- Activity -
Below are records. Find each line in them that holds the word "Option" and copy it.

+++

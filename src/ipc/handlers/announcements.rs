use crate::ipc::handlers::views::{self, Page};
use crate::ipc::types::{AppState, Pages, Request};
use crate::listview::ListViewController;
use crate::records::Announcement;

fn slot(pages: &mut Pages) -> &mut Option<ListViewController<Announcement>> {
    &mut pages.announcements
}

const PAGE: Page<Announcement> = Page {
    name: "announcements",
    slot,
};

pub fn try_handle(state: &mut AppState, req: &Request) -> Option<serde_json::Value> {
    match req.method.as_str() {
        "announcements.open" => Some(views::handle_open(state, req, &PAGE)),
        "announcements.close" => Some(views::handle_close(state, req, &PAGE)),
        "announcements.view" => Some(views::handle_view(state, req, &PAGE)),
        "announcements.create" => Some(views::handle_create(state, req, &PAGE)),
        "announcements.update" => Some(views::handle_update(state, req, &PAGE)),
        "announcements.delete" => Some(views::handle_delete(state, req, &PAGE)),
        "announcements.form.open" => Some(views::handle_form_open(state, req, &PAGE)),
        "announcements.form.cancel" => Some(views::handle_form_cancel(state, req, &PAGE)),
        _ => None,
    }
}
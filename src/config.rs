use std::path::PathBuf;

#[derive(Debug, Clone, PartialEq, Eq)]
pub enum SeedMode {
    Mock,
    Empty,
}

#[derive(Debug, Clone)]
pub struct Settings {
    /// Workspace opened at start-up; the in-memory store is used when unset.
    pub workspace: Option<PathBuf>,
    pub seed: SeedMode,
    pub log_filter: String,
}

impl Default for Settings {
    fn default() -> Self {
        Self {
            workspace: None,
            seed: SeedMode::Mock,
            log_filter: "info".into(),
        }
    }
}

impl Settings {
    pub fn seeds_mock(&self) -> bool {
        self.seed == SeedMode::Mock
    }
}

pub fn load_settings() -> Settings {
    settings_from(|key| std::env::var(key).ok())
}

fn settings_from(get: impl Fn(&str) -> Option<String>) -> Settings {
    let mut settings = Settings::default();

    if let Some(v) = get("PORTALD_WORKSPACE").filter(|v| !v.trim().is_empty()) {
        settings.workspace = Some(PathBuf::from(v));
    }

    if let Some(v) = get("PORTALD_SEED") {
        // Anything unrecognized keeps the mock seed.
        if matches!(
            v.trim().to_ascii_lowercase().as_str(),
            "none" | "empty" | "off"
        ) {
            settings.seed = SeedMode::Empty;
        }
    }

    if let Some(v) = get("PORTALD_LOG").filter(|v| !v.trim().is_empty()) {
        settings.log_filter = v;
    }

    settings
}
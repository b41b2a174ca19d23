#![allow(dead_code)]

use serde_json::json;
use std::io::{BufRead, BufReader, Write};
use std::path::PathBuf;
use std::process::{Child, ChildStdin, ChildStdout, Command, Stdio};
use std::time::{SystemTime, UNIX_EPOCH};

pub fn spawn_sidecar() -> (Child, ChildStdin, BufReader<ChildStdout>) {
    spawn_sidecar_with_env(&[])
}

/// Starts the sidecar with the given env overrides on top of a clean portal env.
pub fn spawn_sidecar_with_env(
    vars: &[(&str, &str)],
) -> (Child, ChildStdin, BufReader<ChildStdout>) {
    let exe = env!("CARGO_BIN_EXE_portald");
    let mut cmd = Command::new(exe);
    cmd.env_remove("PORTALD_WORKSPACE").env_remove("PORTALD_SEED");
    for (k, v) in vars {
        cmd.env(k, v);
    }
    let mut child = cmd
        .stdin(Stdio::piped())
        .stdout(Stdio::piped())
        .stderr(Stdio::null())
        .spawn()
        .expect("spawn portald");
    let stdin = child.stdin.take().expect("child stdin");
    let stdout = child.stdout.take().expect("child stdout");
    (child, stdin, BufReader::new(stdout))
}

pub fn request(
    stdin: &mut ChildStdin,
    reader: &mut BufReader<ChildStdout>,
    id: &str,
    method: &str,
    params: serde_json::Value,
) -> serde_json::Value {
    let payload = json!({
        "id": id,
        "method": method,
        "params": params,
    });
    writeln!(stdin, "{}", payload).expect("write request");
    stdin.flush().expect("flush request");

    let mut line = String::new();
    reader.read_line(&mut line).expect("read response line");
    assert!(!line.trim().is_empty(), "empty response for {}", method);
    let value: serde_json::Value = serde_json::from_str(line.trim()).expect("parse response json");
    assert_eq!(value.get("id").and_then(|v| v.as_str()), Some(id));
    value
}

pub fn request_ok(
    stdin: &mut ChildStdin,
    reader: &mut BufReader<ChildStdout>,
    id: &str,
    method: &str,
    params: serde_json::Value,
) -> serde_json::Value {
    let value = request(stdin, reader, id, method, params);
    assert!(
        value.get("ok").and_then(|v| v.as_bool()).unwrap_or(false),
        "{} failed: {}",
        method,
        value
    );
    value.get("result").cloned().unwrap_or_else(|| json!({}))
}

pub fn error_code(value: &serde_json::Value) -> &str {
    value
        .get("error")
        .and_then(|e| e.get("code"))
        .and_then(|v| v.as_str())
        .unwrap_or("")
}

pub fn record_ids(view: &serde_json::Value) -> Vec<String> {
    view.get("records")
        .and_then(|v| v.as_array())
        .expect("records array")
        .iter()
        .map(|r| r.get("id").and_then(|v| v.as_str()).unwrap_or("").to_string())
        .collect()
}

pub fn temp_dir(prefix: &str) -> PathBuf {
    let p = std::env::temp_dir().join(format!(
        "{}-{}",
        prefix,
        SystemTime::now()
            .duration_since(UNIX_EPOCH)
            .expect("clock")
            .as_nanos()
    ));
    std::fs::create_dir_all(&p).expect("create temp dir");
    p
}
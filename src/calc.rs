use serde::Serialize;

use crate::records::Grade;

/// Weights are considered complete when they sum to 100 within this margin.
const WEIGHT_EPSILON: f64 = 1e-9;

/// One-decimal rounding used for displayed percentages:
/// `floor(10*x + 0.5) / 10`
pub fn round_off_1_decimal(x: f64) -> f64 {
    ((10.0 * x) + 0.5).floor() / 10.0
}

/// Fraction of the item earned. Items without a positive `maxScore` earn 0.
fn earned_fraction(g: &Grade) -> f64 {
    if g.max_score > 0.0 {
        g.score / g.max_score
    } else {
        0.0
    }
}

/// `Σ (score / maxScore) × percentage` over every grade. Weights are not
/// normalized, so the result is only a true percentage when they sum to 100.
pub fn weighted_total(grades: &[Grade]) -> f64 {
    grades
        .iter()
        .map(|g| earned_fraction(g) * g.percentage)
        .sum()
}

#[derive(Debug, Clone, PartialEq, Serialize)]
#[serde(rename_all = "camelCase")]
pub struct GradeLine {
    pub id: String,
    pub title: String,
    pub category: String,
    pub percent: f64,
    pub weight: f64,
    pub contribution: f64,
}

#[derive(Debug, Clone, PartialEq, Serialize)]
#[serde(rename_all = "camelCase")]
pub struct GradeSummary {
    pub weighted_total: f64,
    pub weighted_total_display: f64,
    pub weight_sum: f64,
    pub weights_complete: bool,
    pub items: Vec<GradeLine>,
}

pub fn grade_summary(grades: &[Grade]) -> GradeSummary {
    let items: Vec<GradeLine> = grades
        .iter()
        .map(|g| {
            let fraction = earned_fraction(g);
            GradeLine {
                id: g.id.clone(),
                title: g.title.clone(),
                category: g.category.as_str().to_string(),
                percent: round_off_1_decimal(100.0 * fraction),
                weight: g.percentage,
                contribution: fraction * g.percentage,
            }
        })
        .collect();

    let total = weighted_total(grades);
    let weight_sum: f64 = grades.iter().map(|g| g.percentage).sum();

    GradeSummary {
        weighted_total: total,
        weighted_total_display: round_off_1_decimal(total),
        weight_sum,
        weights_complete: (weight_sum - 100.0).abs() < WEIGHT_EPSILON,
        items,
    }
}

+++

- Exercise result -
fn slot(pages: &mut Pages) -> &mut Option<ListViewController<Announcement>> {
pub fn try_handle(state: &mut AppState, req: &Request) -> Option<serde_json::Value> {
    pub workspace: Option<PathBuf>,
fn settings_from(get: impl Fn(&str) -> Option<String>) -> Settings {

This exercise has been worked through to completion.